Иоанн, криво ухмыльнувшись, ничего не ответил – оперевшись на посох, он стоял в раздумье, явно не собираясь вызывать Осьмушку и подвешивать на дыбу. Странно. Коль выяснять истину, так до конца – чего останавливаться на полпути. Тем более вот же он – беглый тать. Рядом совсем, в темнице награды дожидается, своих тридцати сребреников.
И только потом до меня дошло. Да не нужна царю истина! Совсем не нужна. Ему чужие лавры спасителя Руси покоя не давали, а тут как раз подходящий случай. И сколько бы я ни распинался, убеждая его в невиновности князя, – бесполезно.
Нет, в душе-то он со мной, может, и согласится, что корешки с травками подброшены, а может, уже согласился, но все равно сделает вид, что не верит. Не простит он князю эдакой славы, а потому на Воротынском можно смело ставить крест. Могильный. Был князь, и нет князя. Все. Хана. Амба. Крышка. Кирдык. Ничего хорошего Михайле Ивановичу впереди не светит. Только плаха, а то и что-нибудь похлеще – фантазии у венценосца в этих вопросах на трех Толкиенов хватит. Сам Мордор обзавидовался бы.
Ох как жалко! Многому я от Воротынского научился. Той же сабелькой и бердышом орудовать, к примеру. Если б не его школа – давно бы в земле сырой лежал. Но надо быть реалистом – спасти князя уже не выйдет. Никак. Хоть разорвись. Волк свою добычу по доброй воле не выпустит. Однако быть реалистом мне почему-то не хотелось, и я заставил себя думать, что выход все равно есть и только по причине тупости у меня не получается его найти.

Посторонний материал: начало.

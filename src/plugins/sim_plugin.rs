use bevy::prelude::*;
use bevy::state::state::StateTransition;

use crate::config::tuning::Tuning;
use crate::game::{
    actions, arena::boundary, battle, battle::Battle, battle::BattlePhase, collision, combat,
    events::*, physics,
};

/// Strict FixedUpdate ordering. Actions inject forces, the integrator
/// settles the state, then collisions resolve against the settled
/// state, then boundary corrections, then the match verdict. Resolving
/// in any other order changes outcomes.
#[derive(SystemSet, Debug, Clone, PartialEq, Eq, Hash)]
pub enum SimSet {
    Actions,
    Physics,
    CollisionDetect,
    CombatResolve,
    Boundary,
    Evaluate,
}

pub struct SimulationPlugin;

impl Plugin for SimulationPlugin {
    fn build(&self, app: &mut App) {
        app.init_resource::<Tuning>();
        app.init_resource::<Battle>();
        app.init_state::<BattlePhase>();

        app.add_message::<ContactMessage>();
        app.add_message::<ImpactMessage>();
        app.add_message::<DefeatMessage>();
        app.add_message::<AttackMessage>();
        app.add_message::<DashMessage>();
        app.add_message::<SpecialMessage>();
        app.add_message::<BoundaryHitMessage>();
        app.add_message::<KnockoutMessage>();
        app.add_message::<AbortMessage>();

        // Every combat set is gated to the Active phase; Ended freezes
        // the simulation structurally.
        app.configure_sets(
            FixedUpdate,
            (
                SimSet::Actions.run_if(in_state(BattlePhase::Active)),
                SimSet::Physics.run_if(in_state(BattlePhase::Active)),
                SimSet::CollisionDetect.run_if(in_state(BattlePhase::Active)),
                SimSet::CombatResolve.run_if(in_state(BattlePhase::Active)),
                SimSet::Boundary.run_if(in_state(BattlePhase::Active)),
                SimSet::Evaluate.run_if(in_state(BattlePhase::Active)),
            )
                .chain(),
        );

        app.add_systems(
            FixedUpdate,
            (
                actions::apply_movement,
                actions::apply_attacks,
                actions::apply_dashes,
                actions::apply_specials,
                actions::clear_intents,
            )
                .chain()
                .in_set(SimSet::Actions),
        );

        app.add_systems(
            FixedUpdate,
            (
                physics::integrate_bodies,
                physics::apply_gyroscopic_torque,
                physics::apply_tilt_correction,
                physics::spin_decay,
                physics::smooth_visual_spin,
                physics::limit_speed,
                physics::tick_effect_timers,
                physics::recover_charges,
                physics::tick_contact_cooldowns,
            )
                .chain()
                .in_set(SimSet::Physics),
        );

        app.add_systems(
            FixedUpdate,
            collision::detect_contacts.in_set(SimSet::CollisionDetect),
        );

        app.add_systems(
            FixedUpdate,
            combat::resolve_contacts.in_set(SimSet::CombatResolve),
        );

        app.add_systems(
            FixedUpdate,
            boundary::enforce_boundary.in_set(SimSet::Boundary),
        );

        app.add_systems(
            FixedUpdate,
            battle::evaluate_match.in_set(SimSet::Evaluate),
        );

        // Abort works from any phase.
        app.add_systems(FixedUpdate, battle::handle_abort);
    }
}

/// Advance the simulation by exactly one fixed tick, independent of the
/// wall clock. Pending phase transitions are applied first, so a
/// verdict set on tick N freezes the simulation from tick N+1 on.
pub fn step_simulation(app: &mut App) {
    app.world_mut().run_schedule(StateTransition);
    app.world_mut().run_schedule(FixedUpdate);
}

«А ведь он к тому же еще и дед Маши, – припомнилось мне. – Пускай двоюродный, но все равно. А расписаться в бессилии легче легкого. Для этого ума не надо. На такое каждый способен. А ты ныне не просто этот самый, как его, липовый фряжский князь, – ты еще и думный дворянин, причем всамделишный. Одно звание ко многому обязывает. Вот и думай! Найди зацепку, по которой Иоанну самому будет выгодно если и не снять с него обвинение, то хотя бы сделать вид, что прощает».
И забрезжило что-то. Неясно так. Свет в конце длиннющего черного тоннеля. Маленькое пятнышко. Крошечное совсем, но ведь есть. Так-так…
– Тайное хочу тебе поведать, государь, – решился я попытать удачи. – Только для твоих ушей оно, и ни для кого больше. – И многозначительно уставился на царя.
– О нем? – равнодушно спросил тот.
– О тебе, – отрезал я.
Ага, проняло. Бровки снова домиком встали, глазки навыкате еще больше из орбит вылезли. Правда, он и тут старался не подать виду, как сильно я его заинтересовал, – распоряжался нехотя, с ленцой. Ну и ладно. Главное, что свидетели удалены. Последним ушел кат, легко, без натуги несущий Воротынского, бессильно свесившегося через плечо палача.